Turns out that Renee, my friend and fellow college basketball junkie, had sent birthday cards to many of the college basketball icons of that era, along with a self-addressed, stamped envelope.

All they had to do is sign and put the card in the envelope.

Some did just that — or, perhaps a staffer signed for them.

Others, like my new friend Bob Knight, instead sent a team picture, or a card with their team's logo on it.

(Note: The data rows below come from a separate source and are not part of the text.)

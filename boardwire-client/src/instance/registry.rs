//! Instance registry: which backend accounts exist and which one a call targets.

use std::fmt;
use std::path::PathBuf;
use std::sync::Arc;

use boardwire_core::{ClientError, ClientResult, ConfigError, EnvSource, InstanceConfig, ProcessEnv};
use serde::Serialize;
use tracing::{debug, info, warn};

use super::descriptor::{validate_url, DescriptorFormat, InstanceDescriptor, ValidatedInstances};

/// Path of a descriptor file (JSON, or TOML by extension).
pub const INSTANCES_FILE_VAR: &str = "BOARDWIRE_INSTANCES_FILE";
/// Inline JSON descriptor.
pub const INSTANCES_VAR: &str = "BOARDWIRE_INSTANCES";

pub const LEGACY_URL_VAR: &str = "BOARDWIRE_API_URL";
pub const LEGACY_TOKEN_VAR: &str = "BOARDWIRE_API_TOKEN";
pub const LEGACY_READ_ONLY_VAR: &str = "BOARDWIRE_READ_ONLY_MODE";
pub const LEGACY_WORKSPACE_VAR: &str = "BOARDWIRE_DEFAULT_WORKSPACE_ID";
/// Id of the implicit instance built from the legacy variables.
pub const LEGACY_INSTANCE_ID: &str = "default";

/// Where the active configuration came from.
#[derive(Debug, Clone, PartialEq, Eq, Serialize)]
#[serde(tag = "kind", rename_all = "snake_case")]
pub enum ConfigSource {
    File { path: PathBuf },
    Inline,
    Legacy,
}

impl fmt::Display for ConfigSource {
    fn fmt(&self, f: &mut fmt::Formatter<'_>) -> fmt::Result {
        match self {
            Self::File { path } => write!(f, "file {}", path.display()),
            Self::Inline => write!(f, "{INSTANCES_VAR}"),
            Self::Legacy => f.write_str("legacy environment variables"),
        }
    }
}

/// Options that take precedence over the environment.
#[derive(Debug, Clone, Default)]
pub struct RegistryOptions {
    /// Descriptor path; wins over `BOARDWIRE_INSTANCES_FILE`.
    pub config_path: Option<PathBuf>,
}

impl RegistryOptions {
    pub fn with_config_path(mut self, path: impl Into<PathBuf>) -> Self {
        self.config_path = Some(path.into());
        self
    }
}

/// Immutable view of the configured instances.
///
/// Built once per process. Nothing is reloaded implicitly; a new
/// configuration means a new registry (and a new client factory).
#[derive(Debug, Clone)]
pub struct InstanceRegistry {
    instances: Vec<Arc<InstanceConfig>>,
    default_id: String,
    session_default: Option<String>,
    source: ConfigSource,
}

impl InstanceRegistry {
    /// Load from the process environment.
    pub fn from_env() -> Result<Self, ConfigError> {
        Self::load(&ProcessEnv, &RegistryOptions::default())
    }

    /// Load from the first source that is present and valid, in order:
    /// explicit descriptor file, inline descriptor, legacy variables.
    ///
    /// A source that is present but invalid is logged and skipped. When no
    /// source succeeds, the first source's error is returned; when none is
    /// present at all, [`ConfigError::NoSource`].
    pub fn load(env: &dyn EnvSource, options: &RegistryOptions) -> Result<Self, ConfigError> {
        let mut first_error: Option<ConfigError> = None;

        let file = options
            .config_path
            .clone()
            .or_else(|| env.non_empty(INSTANCES_FILE_VAR).map(PathBuf::from));
        if let Some(path) = file {
            match Self::from_file(path) {
                Ok(registry) => return Ok(registry.loaded()),
                Err(err) => {
                    warn!(error = %err, "Instance descriptor file rejected, trying next source");
                    first_error.get_or_insert(err);
                }
            }
        }

        if let Some(text) = env.non_empty(INSTANCES_VAR) {
            match Self::from_json(&text) {
                Ok(registry) => return Ok(registry.loaded()),
                Err(err) => {
                    warn!(error = %err, "Inline instance descriptor rejected, trying next source");
                    first_error.get_or_insert(err);
                }
            }
        }

        match Self::from_legacy_env(env) {
            Some(Ok(registry)) => return Ok(registry.loaded()),
            Some(Err(err)) => {
                warn!(error = %err, "Legacy instance variables rejected");
                first_error.get_or_insert(err);
            }
            None => {}
        }

        Err(first_error.unwrap_or(ConfigError::NoSource))
    }

    /// Load a descriptor file. `.toml` is parsed as TOML, anything else as JSON.
    pub fn from_file(path: impl Into<PathBuf>) -> Result<Self, ConfigError> {
        let path = path.into();
        let origin = path.display().to_string();
        let text = std::fs::read_to_string(&path).map_err(|e| ConfigError::Read {
            path: origin.clone(),
            reason: e.to_string(),
        })?;
        let descriptor =
            InstanceDescriptor::parse(&text, DescriptorFormat::from_path(&path), &origin)?;
        let validated = descriptor.validate(&origin)?;
        Ok(Self::from_validated(validated, ConfigSource::File { path }))
    }

    /// Parse an inline JSON descriptor.
    pub fn from_json(text: &str) -> Result<Self, ConfigError> {
        let descriptor = InstanceDescriptor::parse(text, DescriptorFormat::Json, INSTANCES_VAR)?;
        let validated = descriptor.validate(INSTANCES_VAR)?;
        Ok(Self::from_validated(validated, ConfigSource::Inline))
    }

    /// Build the implicit single instance from the legacy variables.
    ///
    /// Returns `None` when neither the URL nor the token variable is set. The
    /// token itself is not read here; the client factory reads it on first use.
    pub fn from_legacy_env(env: &dyn EnvSource) -> Option<Result<Self, ConfigError>> {
        let url = env.non_empty(LEGACY_URL_VAR);
        if url.is_none() && env.non_empty(LEGACY_TOKEN_VAR).is_none() {
            return None;
        }
        Some(legacy_instance(env, url).map(|instance| Self {
            default_id: instance.id.clone(),
            instances: vec![Arc::new(instance)],
            session_default: None,
            source: ConfigSource::Legacy,
        }))
    }

    /// Registry over already validated instances.
    ///
    /// # Errors
    ///
    /// Fails when `default_id` is not one of `instances` or ids repeat.
    pub fn from_instances(
        instances: Vec<InstanceConfig>,
        default_id: impl Into<String>,
    ) -> Result<Self, ConfigError> {
        let default_id = default_id.into();
        let mut seen = std::collections::HashSet::new();
        for instance in &instances {
            if !seen.insert(instance.id.as_str()) {
                return Err(ConfigError::DuplicateInstance {
                    id: instance.id.clone(),
                });
            }
        }
        if !seen.contains(default_id.as_str()) {
            return Err(ConfigError::UnknownDefault { id: default_id });
        }
        Ok(Self::from_validated(
            ValidatedInstances {
                instances,
                default_id,
            },
            ConfigSource::Inline,
        ))
    }

    fn from_validated(validated: ValidatedInstances, source: ConfigSource) -> Self {
        Self {
            instances: validated.instances.into_iter().map(Arc::new).collect(),
            default_id: validated.default_id,
            session_default: None,
            source,
        }
    }

    fn loaded(self) -> Self {
        info!(
            source = %self.source,
            instances = self.instances.len(),
            default = %self.default_id,
            "Instance registry loaded"
        );
        self
    }

    /// Set a session-level default, consulted between an explicit selector
    /// and the configured default.
    pub fn with_session_default(mut self, id: impl Into<String>) -> Self {
        self.session_default = Some(id.into());
        self
    }

    /// Pick the instance a call targets.
    ///
    /// Priority: explicit selector, session default, configured default (in
    /// legacy mode that is the single implicit instance). A blank selector
    /// counts as absent. An unknown id is an error and is never substituted.
    pub fn resolve(&self, selector: Option<&str>) -> ClientResult<Arc<InstanceConfig>> {
        let explicit = selector.map(str::trim).filter(|s| !s.is_empty());
        let id = explicit
            .or(self.session_default.as_deref())
            .unwrap_or(&self.default_id);

        let resolved = self.get(id).cloned().ok_or_else(|| ClientError::InstanceNotFound {
            id: id.to_string(),
            available: self.ids(),
        })?;
        debug!(selector = ?explicit, instance = %resolved.id, "Resolved instance");
        Ok(resolved)
    }

    pub fn get(&self, id: &str) -> Option<&Arc<InstanceConfig>> {
        self.instances.iter().find(|instance| instance.id == id)
    }

    pub fn contains(&self, id: &str) -> bool {
        self.get(id).is_some()
    }

    /// Instances in declaration order.
    pub fn instances(&self) -> &[Arc<InstanceConfig>] {
        &self.instances
    }

    pub fn ids(&self) -> Vec<String> {
        self.instances.iter().map(|i| i.id.clone()).collect()
    }

    pub fn default_id(&self) -> &str {
        &self.default_id
    }

    pub fn session_default(&self) -> Option<&str> {
        self.session_default.as_deref()
    }

    pub fn source(&self) -> &ConfigSource {
        &self.source
    }

    pub fn is_legacy(&self) -> bool {
        self.source == ConfigSource::Legacy
    }

    pub fn len(&self) -> usize {
        self.instances.len()
    }

    pub fn is_empty(&self) -> bool {
        self.instances.is_empty()
    }
}

fn legacy_instance(
    env: &dyn EnvSource,
    url: Option<String>,
) -> Result<InstanceConfig, ConfigError> {
    let url = url.ok_or_else(|| {
        ConfigError::invalid(LEGACY_INSTANCE_ID, LEGACY_URL_VAR, "is required when a token is set")
    })?;
    let api_url = validate_url(LEGACY_INSTANCE_ID, LEGACY_URL_VAR, &url)?;

    let read_only = match env.non_empty(LEGACY_READ_ONLY_VAR) {
        Some(raw) => parse_flag(&raw).ok_or_else(|| {
            ConfigError::invalid(
                LEGACY_INSTANCE_ID,
                LEGACY_READ_ONLY_VAR,
                format!("expected true/false, got '{raw}'"),
            )
        })?,
        None => false,
    };

    let default_workspace_id = match env.non_empty(LEGACY_WORKSPACE_VAR) {
        Some(raw) => Some(raw.parse::<i64>().map_err(|_| {
            ConfigError::invalid(
                LEGACY_INSTANCE_ID,
                LEGACY_WORKSPACE_VAR,
                format!("expected an integer id, got '{raw}'"),
            )
        })?),
        None => None,
    };

    Ok(InstanceConfig {
        id: LEGACY_INSTANCE_ID.to_string(),
        display_name: "Default".to_string(),
        api_url,
        token_env: LEGACY_TOKEN_VAR.to_string(),
        read_only,
        default_workspace_id,
        tags: Vec::new(),
    })
}

fn parse_flag(raw: &str) -> Option<bool> {
    match raw.trim().to_ascii_lowercase().as_str() {
        "true" | "1" | "yes" | "on" => Some(true),
        "false" | "0" | "no" | "off" => Some(false),
        _ => None,
    }
}
//! Instance configuration: descriptor parsing, validation and resolution.

pub mod descriptor;
pub mod registry;

pub use descriptor::{DescriptorFormat, InstanceDescriptor, ValidatedInstances};
pub use registry::{ConfigSource, InstanceRegistry, RegistryOptions, LEGACY_INSTANCE_ID};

Dick Vitale included a photo and a card containing "Dick's Dictionary."

Anyway, over the next few days, my mailbox was filled with birthday greetings from many of the folks involved in college basketball that we had been watching on television back in those days.

Not only did I get mail from Bob Knight and Lute Olson, but also John Thompson, Dean Smith, Jerry Tarkanian, Mike Krzyzewski, Lou Carnesecca, Ralph Miller, Denny Crum, Bob Ley, Billy Packer, Tom Davis, Eddie Sutton and others.

Olson sent "A Shot from the Cats," a card which included a team photo of the 1987-88 squad, signed by everyone — including Olson, Steve Kerr, Sean Elliott, Tom Tolbert, Jud Buechler and others.

It was one of the best birthday presents ever.

BACK TO Lute.

Especially back in the 1980s, I rooted for Arizona for many of the same reasons college basketball was so popular back then.

At that time, West Coast teams weren't getting much love from "East Coast bias" media, so when Arizona looked good, the West Coast looked good.

Of course, I didn't completely cheer for the Wildcats. By that time, they were better than UCLA, and owned Oregon State, two teams I'd rooted for forever.

And when UNLV upset Arizona in the 1989 Sweet Sixteen in Denver, I smiled.

Like I do when I head to my basement to revisit the mail I received from Lute Olson, and other college basketball icons.